Exercise details:
Look through the lines below and extract each one that contains "match".

Exercise data:
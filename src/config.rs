use crate::api::DEFAULT_API_HOST;
use crate::geocode::{GeocodeSettings, ONEMAP_SEARCH_URL};
use std::env;
use std::str::FromStr;
use std::time::Duration;
use tracing::warn;

/// Runtime configuration, read from the environment.
/// Falls back to development defaults for anything unset.
#[derive(Debug, Clone, PartialEq)]
pub struct AppConfig {
    /// Backend root, e.g. `http://localhost:8000`
    pub api_host: String,
    /// Token for authenticated backend endpoints
    pub api_token: Option<String>,
    /// OneMap search endpoint
    pub onemap_search_url: String,
    /// Timeout for backend and geocoder HTTP clients
    pub http_timeout: Duration,
    pub geocode: GeocodeSettings,
}

impl Default for AppConfig {
    fn default() -> Self {
        Self {
            api_host: DEFAULT_API_HOST.to_string(),
            api_token: None,
            onemap_search_url: ONEMAP_SEARCH_URL.to_string(),
            http_timeout: Duration::from_secs(30),
            geocode: GeocodeSettings::default(),
        }
    }
}

impl AppConfig {
    /// Load configuration from environment variables
    pub fn from_env() -> Self {
        Self::from_lookup(|key| env::var(key).ok())
    }

    /// Build configuration from an arbitrary key lookup
    pub fn from_lookup<F>(lookup: F) -> Self
    where
        F: Fn(&str) -> Option<String>,
    {
        let defaults = Self::default();

        let cache_ttl = match parse_or(&lookup, "GEOCODE_CACHE_TTL_SECS", 24 * 60 * 60u64) {
            0 => None,
            secs => Some(Duration::from_secs(secs)),
        };

        Self {
            api_host: lookup("RENTAL_API_HOST").unwrap_or(defaults.api_host),
            api_token: lookup("RENTAL_API_TOKEN").filter(|token| !token.trim().is_empty()),
            onemap_search_url: lookup("ONEMAP_SEARCH_URL").unwrap_or(defaults.onemap_search_url),
            http_timeout: Duration::from_secs(parse_or(&lookup, "HTTP_TIMEOUT_SECS", 30)),
            geocode: GeocodeSettings {
                throttle_interval: Duration::from_millis(parse_or(
                    &lookup,
                    "GEOCODE_THROTTLE_MS",
                    50,
                )),
                cache_ttl,
                cache_capacity: parse_or(&lookup, "GEOCODE_CACHE_CAPACITY", 1024),
                request_timeout: Duration::from_secs(parse_or(
                    &lookup,
                    "GEOCODE_TIMEOUT_SECS",
                    10,
                )),
            },
        }
    }
}

fn parse_or<F, T>(lookup: &F, key: &str, default: T) -> T
where
    F: Fn(&str) -> Option<String>,
    T: FromStr + Copy + std::fmt::Display,
{
    match lookup(key) {
        Some(raw) => raw.trim().parse().unwrap_or_else(|_| {
            warn!("Invalid {}={:?}, using default {}", key, raw, default);
            default
        }),
        None => default,
    }
}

Solution to this problem:
        let cache_ttl = match parse_or(&lookup, "GEOCODE_CACHE_TTL_SECS", 24 * 60 * 60u64) {
    match lookup(key) {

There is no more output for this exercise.